Chapter 2 hordes philosophy

2.1 General Philosophy

The general idea of hordes is that NodeJS is the perfect tool when it comes to HTTP i/o, hence we can leverage the strength of this ecosystem to build Web Services that can serve R results. For example, if you have a web service that needs authentication, using hordes allows to reuse existing NodeJS modules, which are widely used and tested inside the NodeJS ecosystem. Another good example is NodeJS native cluster mode, and external modules like pm2 which are designed to launch your app in a multicore mode, and also that watches that your app is still running continuously, and relaunches it if one of the process stop (kind of handy for a production application that handle a lot of load). It also makes things easier when it comes to mixing various languages in the same API: for example, you can serve standard html on an endpoint, and R on others. And don’t get me started on scaling NodeJS applications.

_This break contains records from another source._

//! Structural schema nodes
//!
//! A [`SchemaNode`] is the single typed representation of one type's shape in
//! a document. It converts to and from draft-07 JSON Schema values; that
//! conversion is the only place the generic JSON form is interpreted.

use serde::{Deserialize, Serialize};
use serde_json::{Map, Value, json};

/// Extension carrying the producer-side namespace of a schema
pub const ORIGIN_NAMESPACE: &str = "x-origin-namespace";

/// Extension carrying the producer-side fully-qualified identity of a schema
pub const ORIGIN_IDENTITY: &str = "x-origin-identity";

/// Prefix of references into the document's schema registry
pub const SCHEMA_REF_PREFIX: &str = "#/components/schemas/";

/// Primitive JSON Schema types
#[derive(Debug, Clone, Copy, PartialEq, Eq, Hash)]
pub enum PrimitiveType {
    String,
    Integer,
    Number,
    Boolean,
}

impl PrimitiveType {
    pub fn as_str(self) -> &'static str {
        match self {
            PrimitiveType::String => "string",
            PrimitiveType::Integer => "integer",
            PrimitiveType::Number => "number",
            PrimitiveType::Boolean => "boolean",
        }
    }

    fn parse(s: &str) -> Option<Self> {
        match s {
            "string" => Some(PrimitiveType::String),
            "integer" => Some(PrimitiveType::Integer),
            "number" => Some(PrimitiveType::Number),
            "boolean" => Some(PrimitiveType::Boolean),
            _ => None,
        }
    }
}

/// A named property of an object node
#[derive(Debug, Clone, PartialEq)]
pub struct Property {
    pub name: String,
    pub schema: SchemaNode,
}

impl Property {
    pub fn new(name: impl Into<String>, schema: SchemaNode) -> Self {
        Self {
            name: name.into(),
            schema,
        }
    }
}

/// Structural kind of a schema node
#[derive(Debug, Clone, PartialEq)]
pub enum SchemaKind {
    /// Object with declared properties, in declaration order
    Object {
        properties: Vec<Property>,
        required: Vec<String>,
    },
    /// Sequence of items
    Array { items: Box<SchemaNode> },
    /// String-keyed map; only the value type is described
    Map { values: Box<SchemaNode> },
    /// Reference to another schema in the registry, by registry key
    Reference { target: String },
    /// Leaf value with an optional format hint
    Primitive {
        kind: PrimitiveType,
        format: Option<String>,
    },
    /// String enumeration
    Enum { values: Vec<String> },
    /// Unconstrained value
    Any,
}

/// One type's structural description plus ordered extensions
#[derive(Debug, Clone, PartialEq, Serialize, Deserialize)]
#[serde(into = "Value", try_from = "Value")]
pub struct SchemaNode {
    pub kind: SchemaKind,
    pub description: Option<String>,
    pub nullable: bool,
    pub extensions: Map<String, Value>,
}

impl SchemaNode {
    pub fn new(kind: SchemaKind) -> Self {
        Self {
            kind,
            description: None,
            nullable: false,
            extensions: Map::new(),
        }
    }

    pub fn object(properties: Vec<Property>, required: Vec<String>) -> Self {
        Self::new(SchemaKind::Object {
            properties,
            required,
        })
    }

    pub fn array(items: SchemaNode) -> Self {
        Self::new(SchemaKind::Array {
            items: Box::new(items),
        })
    }

    pub fn map(values: SchemaNode) -> Self {
        Self::new(SchemaKind::Map {
            values: Box::new(values),
        })
    }

    pub fn reference(target: impl Into<String>) -> Self {
        Self::new(SchemaKind::Reference {
            target: target.into(),
        })
    }

    pub fn primitive(kind: PrimitiveType) -> Self {
        Self::new(SchemaKind::Primitive { kind, format: None })
    }

    pub fn formatted(kind: PrimitiveType, format: impl Into<String>) -> Self {
        Self::new(SchemaKind::Primitive {
            kind,
            format: Some(format.into()),
        })
    }

    pub fn enumeration(values: Vec<String>) -> Self {
        Self::new(SchemaKind::Enum { values })
    }

    pub fn any() -> Self {
        Self::new(SchemaKind::Any)
    }

    #[must_use]
    pub fn with_description(mut self, description: impl Into<String>) -> Self {
        let description = description.into();
        self.description = if description.is_empty() {
            None
        } else {
            Some(description)
        };
        self
    }

    #[must_use]
    pub fn nullable(mut self) -> Self {
        self.nullable = true;
        self
    }

    #[must_use]
    pub fn with_extension(mut self, key: impl Into<String>, value: impl Into<Value>) -> Self {
        self.extensions.insert(key.into(), value.into());
        self
    }

    /// Attach the two origin extensions
    #[must_use]
    pub fn with_origin(self, namespace: &str, identity: &str) -> Self {
        self.with_extension(ORIGIN_NAMESPACE, namespace)
            .with_extension(ORIGIN_IDENTITY, identity)
    }

    /// The `x-origin-namespace` extension, if present and a string
    pub fn origin_namespace(&self) -> Option<&str> {
        self.extensions.get(ORIGIN_NAMESPACE).and_then(Value::as_str)
    }

    /// The `x-origin-identity` extension, if present and a string
    pub fn origin_identity(&self) -> Option<&str> {
        self.extensions.get(ORIGIN_IDENTITY).and_then(Value::as_str)
    }

    /// Registry keys referenced anywhere below this node, in first-seen order
    pub fn referenced_schemas(&self) -> Vec<String> {
        let mut out = Vec::new();
        self.collect_references(&mut out);
        out
    }

    fn collect_references(&self, out: &mut Vec<String>) {
        match &self.kind {
            SchemaKind::Object { properties, .. } => {
                for property in properties {
                    property.schema.collect_references(out);
                }
            }
            SchemaKind::Array { items } => items.collect_references(out),
            SchemaKind::Map { values } => values.collect_references(out),
            SchemaKind::Reference { target } => {
                if !out.contains(target) {
                    out.push(target.clone());
                }
            }
            SchemaKind::Primitive { .. } | SchemaKind::Enum { .. } | SchemaKind::Any => {}
        }
    }

    /// Convert to a draft-07 JSON Schema value
    pub fn to_value(&self) -> Value {
        let mut out = Map::new();

        match &self.kind {
            SchemaKind::Reference { target } => {
                let reference = json!({ "$ref": format!("{}{}", SCHEMA_REF_PREFIX, target) });
                if self.nullable {
                    out.insert(
                        "oneOf".to_string(),
                        json!([{ "type": "null" }, reference]),
                    );
                } else if let Value::Object(reference) = reference {
                    out.extend(reference);
                }
            }
            SchemaKind::Any => {
                if self.nullable {
                    out.insert("oneOf".to_string(), json!([{ "type": "null" }, {}]));
                }
            }
            SchemaKind::Object { .. } => {
                out.insert("type".to_string(), self.type_value("object"));
            }
            SchemaKind::Array { .. } => {
                out.insert("type".to_string(), self.type_value("array"));
            }
            SchemaKind::Map { .. } => {
                out.insert("type".to_string(), self.type_value("object"));
            }
            SchemaKind::Primitive { kind, .. } => {
                out.insert("type".to_string(), self.type_value(kind.as_str()));
            }
            SchemaKind::Enum { .. } => {
                out.insert("type".to_string(), self.type_value("string"));
            }
        }

        if let Some(description) = &self.description {
            out.insert("description".to_string(), json!(description));
        }

        match &self.kind {
            SchemaKind::Object {
                properties,
                required,
            } => {
                let props: Map<String, Value> = properties
                    .iter()
                    .map(|p| (p.name.clone(), p.schema.to_value()))
                    .collect();
                out.insert("properties".to_string(), Value::Object(props));
                if !required.is_empty() {
                    out.insert("required".to_string(), json!(required));
                }
            }
            SchemaKind::Array { items } => {
                out.insert("items".to_string(), items.to_value());
            }
            SchemaKind::Map { values } => {
                out.insert("additionalProperties".to_string(), values.to_value());
            }
            SchemaKind::Primitive {
                format: Some(format),
                ..
            } => {
                out.insert("format".to_string(), json!(format));
            }
            SchemaKind::Enum { values } => {
                out.insert("enum".to_string(), json!(values));
            }
            _ => {}
        }

        for (key, value) in &self.extensions {
            out.insert(key.clone(), value.clone());
        }

        Value::Object(out)
    }

    fn type_value(&self, name: &str) -> Value {
        if self.nullable {
            json!([name, "null"])
        } else {
            json!(name)
        }
    }

    /// Read a draft-07 JSON Schema value
    pub fn from_value(value: &Value) -> Result<Self, String> {
        let obj = match value {
            Value::Object(obj) => obj,
            Value::Bool(true) => return Ok(SchemaNode::any()),
            other => return Err(format!("expected a schema object, found {}", other)),
        };

        let mut node = if let Some(reference) = obj.get("$ref") {
            let reference = reference
                .as_str()
                .ok_or_else(|| "'$ref' must be a string".to_string())?;
            SchemaNode::reference(reference_target(reference))
        } else if let Some(branches) = obj.get("oneOf").or_else(|| obj.get("anyOf")) {
            parse_union(branches)?
        } else {
            parse_typed(obj)?
        };

        if let Some(description) = obj.get("description").and_then(Value::as_str) {
            node = node.with_description(description);
        }

        for (key, value) in obj {
            if key.starts_with("x-") {
                node.extensions.insert(key.clone(), value.clone());
            }
        }

        Ok(node)
    }
}

/// Registry key named by a `$ref`
fn reference_target(reference: &str) -> String {
    if let Some(name) = reference.strip_prefix(SCHEMA_REF_PREFIX) {
        return name.to_string();
    }
    reference
        .rsplit('/')
        .next()
        .unwrap_or(reference)
        .to_string()
}

fn is_null_schema(value: &Value) -> bool {
    value.get("type").and_then(Value::as_str) == Some("null")
}

fn parse_union(branches: &Value) -> Result<SchemaNode, String> {
    let branches = branches
        .as_array()
        .ok_or_else(|| "'oneOf'/'anyOf' must be an array".to_string())?;

    let has_null = branches.iter().any(is_null_schema);
    let rest: Vec<&Value> = branches.iter().filter(|b| !is_null_schema(b)).collect();

    match rest.as_slice() {
        [single] => {
            let node = SchemaNode::from_value(single)?;
            Ok(if has_null { node.nullable() } else { node })
        }
        _ => Ok(if has_null {
            SchemaNode::any().nullable()
        } else {
            SchemaNode::any()
        }),
    }
}

fn parse_typed(obj: &Map<String, Value>) -> Result<SchemaNode, String> {
    let (type_name, nullable) = match obj.get("type") {
        None => (None, false),
        Some(Value::String(name)) => (Some(name.as_str()), false),
        Some(Value::Array(names)) => {
            let nullable = names.iter().any(|n| n.as_str() == Some("null"));
            let name = names
                .iter()
                .filter_map(Value::as_str)
                .find(|n| *n != "null");
            (name, nullable)
        }
        Some(other) => return Err(format!("unsupported 'type' value {}", other)),
    };

    let node = if let Some(values) = obj.get("enum") {
        let values = values
            .as_array()
            .ok_or_else(|| "'enum' must be an array".to_string())?
            .iter()
            .filter(|v| !v.is_null())
            .map(|v| match v {
                Value::String(s) => s.clone(),
                other => other.to_string(),
            })
            .collect();
        SchemaNode::enumeration(values)
    } else {
        match type_name {
            Some("object") => parse_object(obj)?,
            Some("array") => {
                let items = match obj.get("items") {
                    Some(items) => SchemaNode::from_value(items)?,
                    None => SchemaNode::any(),
                };
                SchemaNode::array(items)
            }
            Some(name) => match PrimitiveType::parse(name) {
                Some(kind) => SchemaNode::new(SchemaKind::Primitive {
                    kind,
                    format: obj
                        .get("format")
                        .and_then(Value::as_str)
                        .map(str::to_string),
                }),
                None => return Err(format!("unsupported type '{}'", name)),
            },
            None if obj.contains_key("properties") => parse_object(obj)?,
            None => SchemaNode::any(),
        }
    };

    Ok(if nullable { node.nullable() } else { node })
}

fn parse_object(obj: &Map<String, Value>) -> Result<SchemaNode, String> {
    if let Some(properties) = obj.get("properties") {
        let properties = properties
            .as_object()
            .ok_or_else(|| "'properties' must be an object".to_string())?;
        let mut parsed = Vec::with_capacity(properties.len());
        for (name, schema) in properties {
            let schema =
                SchemaNode::from_value(schema).map_err(|e| format!("property '{}': {}", name, e))?;
            parsed.push(Property::new(name.clone(), schema));
        }
        let required = obj
            .get("required")
            .and_then(Value::as_array)
            .map(|r| {
                r.iter()
                    .filter_map(Value::as_str)
                    .map(str::to_string)
                    .collect()
            })
            .unwrap_or_default();
        return Ok(SchemaNode::object(parsed, required));
    }

    match obj.get("additionalProperties") {
        Some(Value::Bool(true)) => Ok(SchemaNode::map(SchemaNode::any())),
        Some(values @ Value::Object(_)) => Ok(SchemaNode::map(SchemaNode::from_value(values)?)),
        _ => Ok(SchemaNode::object(Vec::new(), Vec::new())),
    }
}

impl From<SchemaNode> for Value {
    fn from(node: SchemaNode) -> Self {
        node.to_value()
    }
}

impl TryFrom<Value> for SchemaNode {
    type Error = String;

    fn try_from(value: Value) -> Result<Self, Self::Error> {
        SchemaNode::from_value(&value)
    }
}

2.2 R, package, and stateless code

From the R point of view, the general idea with hordes is that every R function call should be stateless. Keeping this idea in mind, you can build a package where functions are to be considered as ‘endpoints’ which are then called from NodeJS. In other words, there is no “shared-state” between two calls to R—if you want this to happen, you should either register the values inside Node, save it on disk, or use a database as a backend (which should be the preferred solution if you ask me).